- RECORDS FOR THIS EXERCISE
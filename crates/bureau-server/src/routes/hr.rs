//! HR Routes - employees and leave requests
//!
//! HTTP handlers that delegate to HrService.

use axum::{
    extract::{Path, Query, State},
    routing::{get, post},
    Json, Router,
};
use uuid::Uuid;

use bureau::Filter;

use super::{domain_error, not_found, ApiError};
use crate::models::{
    CreateEmployeeRequest, CreateLeaveRequest, DeleteParams, EmployeeListParams,
    EmployeeResponse, FilterRequest, LeaveDecisionRequest, LeaveListParams, LeaveRequestResponse,
    StatusResponse, UpdateEmployeeRequest, UpdateLeaveRequest,
};
use crate::AppState;

type LeaveResult = Result<Json<LeaveRequestResponse>, ApiError>;

fn employee_list(employees: Vec<bureau::Employee>) -> Json<Vec<EmployeeResponse>> {
    Json(employees.into_iter().map(Into::into).collect())
}

fn leave_list(requests: Vec<bureau::LeaveRequest>) -> Json<Vec<LeaveRequestResponse>> {
    Json(requests.into_iter().map(Into::into).collect())
}

// ============================================
// Employees
// ============================================

/// List employees by department, status or manager
#[utoipa::path(
    get,
    path = "/bureau/employees",
    params(EmployeeListParams),
    responses(
        (status = 200, description = "Employees", body = Vec<EmployeeResponse>)
    ),
    tag = "HR"
)]
pub async fn list_employees(
    State(state): State<AppState>,
    Query(params): Query<EmployeeListParams>,
) -> Result<Json<Vec<EmployeeResponse>>, ApiError> {
    let service = &state.hr_service;
    let employees = if let Some(manager_id) = params.manager_id {
        service.direct_reports(manager_id).await
    } else if let Some(department) = params.department {
        service.list_by_department(&department).await
    } else if let Some(status) = params.status {
        service.list_by_status(status).await
    } else {
        service.list_all().await
    }
    .map_err(domain_error)?;

    Ok(employee_list(employees))
}

#[utoipa::path(
    post,
    path = "/bureau/employees/query",
    request_body = FilterRequest,
    responses(
        (status = 200, description = "Matching employees", body = Vec<EmployeeResponse>),
        (status = 422, description = "Unknown field or malformed clause")
    ),
    tag = "HR"
)]
pub async fn query_employees(
    State(state): State<AppState>,
    Json(payload): Json<FilterRequest>,
) -> Result<Json<Vec<EmployeeResponse>>, ApiError> {
    let employees = state
        .hr_service
        .find(&Filter::from(payload))
        .await
        .map_err(domain_error)?;

    Ok(employee_list(employees))
}

#[utoipa::path(
    post,
    path = "/bureau/employees",
    request_body = CreateEmployeeRequest,
    responses(
        (status = 200, description = "Employee created", body = EmployeeResponse),
        (status = 404, description = "Manager not found"),
        (status = 422, description = "Invalid field")
    ),
    tag = "HR"
)]
pub async fn create_employee(
    State(state): State<AppState>,
    Json(payload): Json<CreateEmployeeRequest>,
) -> Result<Json<EmployeeResponse>, ApiError> {
    let employee = state
        .hr_service
        .create(payload.into())
        .await
        .map_err(domain_error)?;

    Ok(Json(employee.into()))
}

#[utoipa::path(
    get,
    path = "/bureau/employees/{id}",
    params(("id" = Uuid, Path, description = "Employee ID")),
    responses(
        (status = 200, description = "Employee found", body = EmployeeResponse),
        (status = 404, description = "Employee not found")
    ),
    tag = "HR"
)]
pub async fn get_employee(
    State(state): State<AppState>,
    Path(id): Path<Uuid>,
) -> Result<Json<EmployeeResponse>, ApiError> {
    let employee = state
        .hr_service
        .get_by_id(id)
        .await
        .map_err(domain_error)?
        .ok_or_else(|| not_found("Employee"))?;

    Ok(Json(employee.into()))
}

#[utoipa::path(
    put,
    path = "/bureau/employees/{id}",
    params(("id" = Uuid, Path, description = "Employee ID")),
    request_body = UpdateEmployeeRequest,
    responses(
        (status = 200, description = "Employee updated", body = EmployeeResponse),
        (status = 404, description = "Employee or manager not found"),
        (status = 409, description = "Manager change would create a reporting loop")
    ),
    tag = "HR"
)]
pub async fn update_employee(
    State(state): State<AppState>,
    Path(id): Path<Uuid>,
    Json(payload): Json<UpdateEmployeeRequest>,
) -> Result<Json<EmployeeResponse>, ApiError> {
    let employee = state
        .hr_service
        .update(id, payload.into())
        .await
        .map_err(domain_error)?;

    Ok(Json(employee.into()))
}

/// Delete an employee; `recursive` also drops their leave requests
#[utoipa::path(
    delete,
    path = "/bureau/employees/{id}",
    params(
        ("id" = Uuid, Path, description = "Employee ID"),
        DeleteParams
    ),
    responses(
        (status = 200, description = "Employee deleted", body = StatusResponse),
        (status = 404, description = "Employee not found"),
        (status = 409, description = "Employee still has reports or leave requests")
    ),
    tag = "HR"
)]
pub async fn delete_employee(
    State(state): State<AppState>,
    Path(id): Path<Uuid>,
    Query(params): Query<DeleteParams>,
) -> Result<Json<StatusResponse>, ApiError> {
    let deleted = state
        .hr_service
        .delete(id, params.recursive)
        .await
        .map_err(domain_error)?;

    if !deleted {
        return Err(not_found("Employee"));
    }
    Ok(Json(StatusResponse::ok(format!("Employee {} deleted", id))))
}

#[utoipa::path(
    get,
    path = "/bureau/employees/{id}/leave",
    params(("id" = Uuid, Path, description = "Employee ID")),
    responses(
        (status = 200, description = "Leave requests of the employee", body = Vec<LeaveRequestResponse>)
    ),
    tag = "HR"
)]
pub async fn list_employee_leave(
    State(state): State<AppState>,
    Path(id): Path<Uuid>,
) -> Result<Json<Vec<LeaveRequestResponse>>, ApiError> {
    let requests = state.hr_service.leave_for(id).await.map_err(domain_error)?;
    Ok(leave_list(requests))
}

// ============================================
// Leave requests
// ============================================

#[utoipa::path(
    get,
    path = "/bureau/leave",
    params(LeaveListParams),
    responses(
        (status = 200, description = "Leave requests", body = Vec<LeaveRequestResponse>)
    ),
    tag = "HR"
)]
pub async fn list_leave(
    State(state): State<AppState>,
    Query(params): Query<LeaveListParams>,
) -> Result<Json<Vec<LeaveRequestResponse>>, ApiError> {
    let service = &state.hr_service;
    let mut requests = match params.employee_id {
        Some(employee_id) => service.leave_for(employee_id).await,
        None => match params.status {
            Some(status) => service.leave_by_status(status).await,
            None => service.list_leave().await,
        },
    }
    .map_err(domain_error)?;

    if let (Some(_), Some(status)) = (params.employee_id, params.status) {
        requests.retain(|request| request.status == status);
    }
    Ok(leave_list(requests))
}

#[utoipa::path(
    post,
    path = "/bureau/leave",
    request_body = CreateLeaveRequest,
    responses(
        (status = 200, description = "Leave requested", body = LeaveRequestResponse),
        (status = 404, description = "Employee not found"),
        (status = 409, description = "Overlaps an active request, or employee terminated"),
        (status = 422, description = "Invalid date range")
    ),
    tag = "HR"
)]
pub async fn request_leave(
    State(state): State<AppState>,
    Json(payload): Json<CreateLeaveRequest>,
) -> LeaveResult {
    let request = state
        .hr_service
        .request_leave(payload.into())
        .await
        .map_err(domain_error)?;

    Ok(Json(request.into()))
}

#[utoipa::path(
    get,
    path = "/bureau/leave/{id}",
    params(("id" = Uuid, Path, description = "Leave request ID")),
    responses(
        (status = 200, description = "Leave request found", body = LeaveRequestResponse),
        (status = 404, description = "Leave request not found")
    ),
    tag = "HR"
)]
pub async fn get_leave(State(state): State<AppState>, Path(id): Path<Uuid>) -> LeaveResult {
    let request = state
        .hr_service
        .get_leave(id)
        .await
        .map_err(domain_error)?
        .ok_or_else(|| not_found("LeaveRequest"))?;

    Ok(Json(request.into()))
}

/// Edit a pending request
#[utoipa::path(
    put,
    path = "/bureau/leave/{id}",
    params(("id" = Uuid, Path, description = "Leave request ID")),
    request_body = UpdateLeaveRequest,
    responses(
        (status = 200, description = "Leave request updated", body = LeaveRequestResponse),
        (status = 404, description = "Leave request not found"),
        (status = 409, description = "Already decided, or overlapping"),
        (status = 422, description = "Invalid date range")
    ),
    tag = "HR"
)]
pub async fn update_leave(
    State(state): State<AppState>,
    Path(id): Path<Uuid>,
    Json(payload): Json<UpdateLeaveRequest>,
) -> LeaveResult {
    let request = state
        .hr_service
        .update_leave(id, payload.into())
        .await
        .map_err(domain_error)?;

    Ok(Json(request.into()))
}

#[utoipa::path(
    post,
    path = "/bureau/leave/{id}/approve",
    params(("id" = Uuid, Path, description = "Leave request ID")),
    request_body = LeaveDecisionRequest,
    responses(
        (status = 200, description = "Leave approved", body = LeaveRequestResponse),
        (status = 404, description = "Leave request not found"),
        (status = 409, description = "Request is not pending")
    ),
    tag = "HR"
)]
pub async fn approve_leave(
    State(state): State<AppState>,
    Path(id): Path<Uuid>,
    Json(payload): Json<LeaveDecisionRequest>,
) -> LeaveResult {
    let request = state
        .hr_service
        .approve(id, payload.decided_by)
        .await
        .map_err(domain_error)?;

    Ok(Json(request.into()))
}

#[utoipa::path(
    post,
    path = "/bureau/leave/{id}/reject",
    params(("id" = Uuid, Path, description = "Leave request ID")),
    request_body = LeaveDecisionRequest,
    responses(
        (status = 200, description = "Leave rejected", body = LeaveRequestResponse),
        (status = 404, description = "Leave request not found"),
        (status = 409, description = "Request is not pending")
    ),
    tag = "HR"
)]
pub async fn reject_leave(
    State(state): State<AppState>,
    Path(id): Path<Uuid>,
    Json(payload): Json<LeaveDecisionRequest>,
) -> LeaveResult {
    let request = state
        .hr_service
        .reject(id, payload.decided_by)
        .await
        .map_err(domain_error)?;

    Ok(Json(request.into()))
}

#[utoipa::path(
    post,
    path = "/bureau/leave/{id}/cancel",
    params(("id" = Uuid, Path, description = "Leave request ID")),
    responses(
        (status = 200, description = "Leave cancelled", body = LeaveRequestResponse),
        (status = 404, description = "Leave request not found"),
        (status = 409, description = "Request already closed")
    ),
    tag = "HR"
)]
pub async fn cancel_leave(State(state): State<AppState>, Path(id): Path<Uuid>) -> LeaveResult {
    let request = state
        .hr_service
        .cancel(id)
        .await
        .map_err(domain_error)?;

    Ok(Json(request.into()))
}

pub fn router() -> Router<AppState> {
    Router::new()
        // Employees
        .route("/bureau/employees", get(list_employees).post(create_employee))
        .route("/bureau/employees/query", post(query_employees))
        .route(
            "/bureau/employees/:id",
            get(get_employee).put(update_employee).delete(delete_employee),
        )
        .route("/bureau/employees/:id/leave", get(list_employee_leave))
        // Leave
        .route("/bureau/leave", get(list_leave).post(request_leave))
        .route("/bureau/leave/:id", get(get_leave).put(update_leave))
        .route("/bureau/leave/:id/approve", post(approve_leave))
        .route("/bureau/leave/:id/reject", post(reject_leave))
        .route("/bureau/leave/:id/cancel", post(cancel_leave))
}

- GOAL OF THE EXERCISE
Each line of the data that holds "field" should be reported.

- ANSWER FOR THIS EXERCISE
        (status = 422, description = "Unknown field or malformed clause")
        (status = 422, description = "Invalid field")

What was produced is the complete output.